Maar als hij ter sprake kwam dan werd het beeld
opgeroepen van een 'kundig vakman in zijn werk, een
niet dominante persoonlijkheid die graag wat op de
achtergrond bleef en ook met een liberale inslag'. Dit
beeld wordt bevestigd door de verslagen van wat we
nu projectvergaderingen zouden noemen, toen eind
jaren 1940 gewerkt werd aan het Uitbreidingsplan.

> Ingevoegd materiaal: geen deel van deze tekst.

//! High-level driver for the TMC2130
//!
//! The TMC2130 talks over the 4-wire SPI bus. All configuration flows
//! through the shadow store: field setters modify the cached raw value and
//! transmit the whole register, field getters on readable registers refresh
//! the cache from the wire first, and getters on write-only registers
//! (IHOLD_IRUN, COOLCONF, PWMCONF, …) return the last locally written
//! value, which is the only copy in existence.

use embedded_hal::spi::SpiDevice;

use crate::interface::{RegisterInterface, SpiInterface, SpiStatus};
use crate::registers::tmc2130::{
    self as regs, chopconf, coolconf, drv_status, encm_ctrl, gconf, gstat, ihold_irun, ioin,
    lost_steps, mscnt, mscuract, pwm_scale, pwmconf, tcoolthrs, thigh, tpowerdown, tpwmthrs, tstep,
    vdcmin, xdirect,
};
use crate::registers::{Field, Register};
use crate::shadow::ShadowStore;
use crate::Error;

/// High-level TMC2130 driver
pub struct Tmc2130Driver<SPI> {
    iface: SpiInterface<SPI>,
    shadow: ShadowStore<{ regs::SHADOWED.len() }>,
    rsense: f32,
    hold_multiplier: f32,
}

impl<SPI> Tmc2130Driver<SPI> {
    /// Create a new TMC2130 driver
    ///
    /// `rsense_ohms` is the external sense resistor value (commonly 0.11 Ω)
    /// used for RMS current conversion. Construction performs no bus
    /// traffic; call [`begin`](Self::begin) to synchronize the chip with
    /// the shadow defaults.
    pub fn new(iface: SpiInterface<SPI>, rsense_ohms: f32) -> Self {
        Self {
            iface,
            shadow: ShadowStore::new(&regs::SHADOWED),
            rsense: rsense_ohms,
            hold_multiplier: 0.5,
        }
    }

    /// Status flags clocked back during the most recent SPI exchange
    pub fn last_status(&self) -> SpiStatus {
        self.iface.status()
    }

    /// Consume the driver and return the interface
    pub fn release(self) -> SpiInterface<SPI> {
        self.iface
    }
}

impl<SPI, E> Tmc2130Driver<SPI>
where
    SPI: SpiDevice<Error = E>,
{
    fn read_reg(&mut self, reg: Register) -> Result<u32, Error<E>> {
        if !reg.access.readable() {
            return Ok(self.shadow.get(reg));
        }
        let raw = self.iface.read_register(reg.addr)?;
        self.shadow.set(reg, raw);
        Ok(raw)
    }

    fn write_reg(&mut self, reg: Register, raw: u32) -> Result<(), Error<E>> {
        if !reg.access.writable() {
            return Err(Error::UnsupportedOperation);
        }
        self.shadow.set(reg, raw);
        self.iface.write_register(reg.addr, raw)
    }

    fn update_field(&mut self, reg: Register, field: Field, value: u32) -> Result<(), Error<E>> {
        let raw = field.insert(self.shadow.get(reg), value);
        self.write_reg(reg, raw)
    }

    /// Initialize the chip: flush the shadow defaults to hardware
    pub fn begin(&mut self) -> Result<(), Error<E>> {
        self.push()
    }

    /// Rewrite every shadowed register from the cache, in table order
    ///
    /// Used after a cold start or a soft reset to resynchronize the chip
    /// with the driver's state.
    pub fn push(&mut self) -> Result<(), Error<E>> {
        let Self { iface, shadow, .. } = self;
        for (addr, raw) in shadow.iter() {
            iface.write_register(addr, raw)?;
        }
        Ok(())
    }

    /// Check that the chip is present and communicating
    ///
    /// Writes all-ones in the defined bits of XDIRECT (a benign read/write
    /// register), reads it back over the wire, repeats with all-zeros, and
    /// restores the previous value. Both patterns must round-trip exactly:
    /// a floating or shorted bus line can fake one pattern but not both.
    pub fn test_connection(&mut self) -> Result<(), Error<E>> {
        let mask = xdirect::COIL_A.mask() | xdirect::COIL_B.mask();
        let previous = self.shadow.get(regs::XDIRECT);

        self.write_reg(regs::XDIRECT, mask)?;
        let ones = self.iface.read_register(regs::XDIRECT.addr)?;
        self.write_reg(regs::XDIRECT, 0)?;
        let zeros = self.iface.read_register(regs::XDIRECT.addr)?;
        self.write_reg(regs::XDIRECT, previous)?;

        if ones & mask == mask && zeros & mask == 0 {
            Ok(())
        } else {
            Err(Error::NotResponding)
        }
    }

    /// Clear the latched GSTAT flags
    pub fn clear_gstat(&mut self) -> Result<(), Error<E>> {
        self.write_reg(regs::GSTAT, 0b111)
    }

    /// Whether the power stage is enabled (DRV_ENN low and TOFF nonzero)
    pub fn is_enabled(&mut self) -> Result<bool, Error<E>> {
        let enn = self.drv_enn_cfg6()?;
        let toff = self.toff()?;
        Ok(!enn && toff > 0)
    }

    register_api! {
        error = Error<E>;

        // GCONF
        reg gconf/set_gconf: regs::GCONF, "the global configuration register";
        bool i_scale_analog/set_i_scale_analog: regs::GCONF, gconf::I_SCALE_ANALOG,
            "whether the AIN pin provides the current reference";
        bool internal_rsense/set_internal_rsense: regs::GCONF, gconf::INTERNAL_RSENSE,
            "whether the internal sense resistors are used";
        bool en_pwm_mode/set_en_pwm_mode: regs::GCONF, gconf::EN_PWM_MODE,
            "stealthChop voltage PWM mode";
        bool enc_commutation/set_enc_commutation: regs::GCONF, gconf::ENC_COMMUTATION,
            "encoder commutation";
        bool shaft/set_shaft: regs::GCONF, gconf::SHAFT,
            "motor direction inversion";
        bool diag0_error/set_diag0_error: regs::GCONF, gconf::DIAG0_ERROR,
            "DIAG0 activation on driver errors";
        bool diag0_otpw/set_diag0_otpw: regs::GCONF, gconf::DIAG0_OTPW,
            "DIAG0 activation on overtemperature prewarning";
        bool diag0_stall/set_diag0_stall: regs::GCONF, gconf::DIAG0_STALL,
            "DIAG0 activation on stall";
        bool diag1_stall/set_diag1_stall: regs::GCONF, gconf::DIAG1_STALL,
            "DIAG1 activation on stall";
        bool diag1_index/set_diag1_index: regs::GCONF, gconf::DIAG1_INDEX,
            "DIAG1 activation on index position";
        bool diag1_onstate/set_diag1_onstate: regs::GCONF, gconf::DIAG1_ONSTATE,
            "DIAG1 activation while the chopper is on";
        bool diag1_steps_skipped/set_diag1_steps_skipped: regs::GCONF, gconf::DIAG1_STEPS_SKIPPED,
            "DIAG1 toggling on skipped steps";
        bool diag0_int_pushpull/set_diag0_int_pushpull: regs::GCONF, gconf::DIAG0_INT_PUSHPULL,
            "push-pull output mode for DIAG0";
        bool diag1_pushpull/set_diag1_pushpull: regs::GCONF, gconf::DIAG1_PUSHPULL,
            "push-pull output mode for DIAG1";
        bool small_hysteresis/set_small_hysteresis: regs::GCONF, gconf::SMALL_HYSTERESIS,
            "the reduced hysteresis for step frequency comparison";
        bool stop_enable/set_stop_enable: regs::GCONF, gconf::STOP_ENABLE,
            "emergency stop via the DCEN pin";
        bool direct_mode/set_direct_mode: regs::GCONF, gconf::DIRECT_MODE,
            "direct coil current control via XDIRECT";

        // GSTAT
        bool_ro reset_flag: regs::GSTAT, gstat::RESET,
            "whether a reset occurred since the flag was cleared";
        bool_ro drv_err: regs::GSTAT, gstat::DRV_ERR,
            "whether the driver shut down on an error";
        bool_ro uv_cp: regs::GSTAT, gstat::UV_CP,
            "charge pump undervoltage";

        // IOIN
        reg_ro ioin: regs::IOIN, "the input pin state register";
        bool_ro step_pin: regs::IOIN, ioin::STEP, "the STEP pin level";
        bool_ro dir_pin: regs::IOIN, ioin::DIR, "the DIR pin level";
        bool_ro dcen_cfg4: regs::IOIN, ioin::DCEN_CFG4, "the DCEN_CFG4 pin level";
        bool_ro dcin_cfg5: regs::IOIN, ioin::DCIN_CFG5, "the DCIN_CFG5 pin level";
        bool_ro drv_enn_cfg6: regs::IOIN, ioin::DRV_ENN_CFG6, "the DRV_ENN_CFG6 pin level";
        bool_ro dco: regs::IOIN, ioin::DCO, "the DCO pin level";
        uint_ro version: u8, regs::IOIN, ioin::VERSION, "the chip version (0x11 on the TMC2130)";

        // IHOLD_IRUN (write-only; getters return the shadow value)
        reg ihold_irun/set_ihold_irun: regs::IHOLD_IRUN, "the motor current control register";
        uint ihold/set_ihold: u8, regs::IHOLD_IRUN, ihold_irun::IHOLD,
            "the standstill current scale (0..31)";
        uint irun/set_irun: u8, regs::IHOLD_IRUN, ihold_irun::IRUN,
            "the run current scale (0..31)";
        uint iholddelay/set_iholddelay: u8, regs::IHOLD_IRUN, ihold_irun::IHOLDDELAY,
            "the delay before standstill current reduction";

        // Velocity thresholds and timing
        uint tpowerdown/set_tpowerdown: u8, regs::TPOWERDOWN, tpowerdown::TPOWERDOWN,
            "the standstill delay until current reduction";
        uint_ro tstep: u32, regs::TSTEP, tstep::TSTEP,
            "the measured time between microsteps";
        uint tpwmthrs/set_tpwmthrs: u32, regs::TPWMTHRS, tpwmthrs::TPWMTHRS,
            "the stealthChop upper velocity threshold";
        uint tcoolthrs/set_tcoolthrs: u32, regs::TCOOLTHRS, tcoolthrs::TCOOLTHRS,
            "the coolStep lower velocity threshold";
        uint thigh/set_thigh: u32, regs::THIGH, thigh::THIGH,
            "the high-velocity chopper switch threshold";

        // XDIRECT
        reg xdirect/set_xdirect: regs::XDIRECT, "the direct coil current register";
        int coil_a/set_coil_a: i16, regs::XDIRECT, xdirect::COIL_A,
            "the signed coil A current (-255..255)";
        int coil_b/set_coil_b: i16, regs::XDIRECT, xdirect::COIL_B,
            "the signed coil B current (-255..255)";

        uint vdcmin/set_vdcmin: u32, regs::VDCMIN, vdcmin::VDCMIN,
            "the dcStep minimum velocity";

        // Microstep table state
        uint_ro mscnt: u16, regs::MSCNT, mscnt::MSCNT, "the microstep counter";
        int_ro cur_a: i16, regs::MSCURACT, mscuract::CUR_A, "the signed phase A current";
        int_ro cur_b: i16, regs::MSCURACT, mscuract::CUR_B, "the signed phase B current";

        // CHOPCONF
        reg chopconf/set_chopconf: regs::CHOPCONF, "the chopper configuration register";
        uint toff/set_toff: u8, regs::CHOPCONF, chopconf::TOFF,
            "the chopper off time (0 disables the driver)";
        uint hstrt/set_hstrt: u8, regs::CHOPCONF, chopconf::HSTRT,
            "the raw hysteresis start field";
        uint hend/set_hend: u8, regs::CHOPCONF, chopconf::HEND,
            "the raw hysteresis end field";
        bool disfdcc/set_disfdcc: regs::CHOPCONF, chopconf::DISFDCC,
            "fast decay comparator termination disable";
        bool rndtf/set_rndtf: regs::CHOPCONF, chopconf::RNDTF,
            "random off time modulation";
        bool chm/set_chm: regs::CHOPCONF, chopconf::CHM,
            "constant off time chopper mode";
        uint tbl/set_tbl: u8, regs::CHOPCONF, chopconf::TBL,
            "the raw comparator blank time field";
        bool vsense/set_vsense: regs::CHOPCONF, chopconf::VSENSE,
            "the high-sensitivity sense voltage range";
        bool vhighfs/set_vhighfs: regs::CHOPCONF, chopconf::VHIGHFS,
            "full-stepping at high velocity";
        bool vhighchm/set_vhighchm: regs::CHOPCONF, chopconf::VHIGHCHM,
            "the high-velocity switch to constant off time";
        uint sync_phase/set_sync_phase: u8, regs::CHOPCONF, chopconf::SYNC,
            "the chopper synchronization clock divider";
        uint mres/set_mres: u8, regs::CHOPCONF, chopconf::MRES,
            "the raw microstep resolution field";
        bool intpol/set_intpol: regs::CHOPCONF, chopconf::INTPOL,
            "interpolation to 256 microsteps";
        bool dedge/set_dedge: regs::CHOPCONF, chopconf::DEDGE,
            "stepping on both STEP pin edges";
        bool diss2g/set_diss2g: regs::CHOPCONF, chopconf::DISS2G,
            "short-to-ground protection disable";

        // COOLCONF (write-only; getters return the shadow value)
        reg coolconf/set_coolconf: regs::COOLCONF, "the coolStep configuration register";
        uint semin/set_semin: u8, regs::COOLCONF, coolconf::SEMIN,
            "the coolStep current increase threshold";
        uint seup/set_seup: u8, regs::COOLCONF, coolconf::SEUP,
            "the coolStep current increment step width";
        uint semax/set_semax: u8, regs::COOLCONF, coolconf::SEMAX,
            "the coolStep current decrease hysteresis";
        uint sedn/set_sedn: u8, regs::COOLCONF, coolconf::SEDN,
            "the coolStep current decrement speed";
        bool seimin/set_seimin: regs::COOLCONF, coolconf::SEIMIN,
            "the quarter-current coolStep floor";
        int sgt/set_sgt: i8, regs::COOLCONF, coolconf::SGT,
            "the signed stallGuard threshold (-64..63)";
        bool sfilt/set_sfilt: regs::COOLCONF, coolconf::SFILT,
            "stallGuard filtering over four full steps";

        // DRV_STATUS
        reg_ro drv_status: regs::DRV_STATUS, "the driver status register";
        uint_ro sg_result: u16, regs::DRV_STATUS, drv_status::SG_RESULT,
            "the stallGuard measurement result";
        bool_ro fsactive: regs::DRV_STATUS, drv_status::FSACTIVE,
            "whether full-step mode is active";
        uint_ro cs_actual: u8, regs::DRV_STATUS, drv_status::CS_ACTUAL,
            "the actual current scale";
        bool_ro stallguard: regs::DRV_STATUS, drv_status::STALLGUARD,
            "whether a stall is detected";
        bool_ro ot: regs::DRV_STATUS, drv_status::OT,
            "overtemperature shutdown";
        bool_ro otpw: regs::DRV_STATUS, drv_status::OTPW,
            "overtemperature prewarning";
        bool_ro s2ga: regs::DRV_STATUS, drv_status::S2GA,
            "short to ground on phase A";
        bool_ro s2gb: regs::DRV_STATUS, drv_status::S2GB,
            "short to ground on phase B";
        bool_ro ola: regs::DRV_STATUS, drv_status::OLA,
            "open load on phase A";
        bool_ro olb: regs::DRV_STATUS, drv_status::OLB,
            "open load on phase B";
        bool_ro stst: regs::DRV_STATUS, drv_status::STST,
            "standstill detection";

        // PWMCONF (write-only; getters return the shadow value)
        reg pwmconf/set_pwmconf: regs::PWMCONF, "the stealthChop PWM configuration register";
        uint pwm_ampl/set_pwm_ampl: u8, regs::PWMCONF, pwmconf::PWM_AMPL,
            "the PWM amplitude or offset";
        uint pwm_grad/set_pwm_grad: u8, regs::PWMCONF, pwmconf::PWM_GRAD,
            "the PWM amplitude gradient";
        uint pwm_freq/set_pwm_freq: u8, regs::PWMCONF, pwmconf::PWM_FREQ,
            "the PWM frequency selection";
        bool pwm_autoscale/set_pwm_autoscale: regs::PWMCONF, pwmconf::PWM_AUTOSCALE,
            "automatic PWM amplitude scaling";
        bool pwm_symmetric/set_pwm_symmetric: regs::PWMCONF, pwmconf::PWM_SYMMETRIC,
            "forced symmetric PWM";
        uint freewheel/set_freewheel: u8, regs::PWMCONF, pwmconf::FREEWHEEL,
            "the standstill mode selection";

        uint_ro pwm_scale: u8, regs::PWM_SCALE, pwm_scale::PWM_SCALE,
            "the actual PWM amplitude scaler";

        // ENCM_CTRL (write-only)
        bool inv/set_inv: regs::ENCM_CTRL, encm_ctrl::INV,
            "encoder direction inversion";
        bool maxspeed/set_maxspeed: regs::ENCM_CTRL, encm_ctrl::MAXSPEED,
            "the maximum encoder update rate";

        uint_ro lost_steps: u32, regs::LOST_STEPS, lost_steps::LOST_STEPS,
            "the dcStep lost step counter";
    }

    chopper_helpers! {
        error = Error<E>;
        chopconf = regs::CHOPCONF;
        mres = chopconf::MRES;
        tbl = chopconf::TBL;
        hstrt = chopconf::HSTRT;
        hend = chopconf::HEND;
    }

    current_helpers! {
        error = Error<E>;
    }
}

Hoewel duidelijk was dat veel input en voorbereiding
aan zijn kant lag, voerde hij niet de boventoon in de
gesprekken. Op momenten dat een deskundig oordeel
nodig was of achtergronden gewenst, dan liet hij van
zich horen. Kritiek ging hij niet uit de weg en Van
Tijen en Maaskant confronteerde hij ook met diverse
bedenkingen tegen de eerste ontwerpen. Tijdens de
Tweede Wereldoorlog werd Kolpa in Sint Michelsgestel
in het gijzelaarskamp Beekvliet door de Duitse bezetter
samen met acht andere Vlaardingers vastgezet. In heel
Nederland werden prominente inwoners uit diverse
geledingen van de maatschappij gegijzeld. Wanneer
verzet tegen de Duitsers werd gepleegd, konden
represailles, met de gijzelaars als onderpand, volgen.
Hiermee werd als het ware de gehele maatschappij
gegijzeld en hoewel er vier gegijzelden daadwerkelijk
werden geëxecuteerd, had de actie weinig effect en
zagen de Duitsers uiteindelijk af van deze methode.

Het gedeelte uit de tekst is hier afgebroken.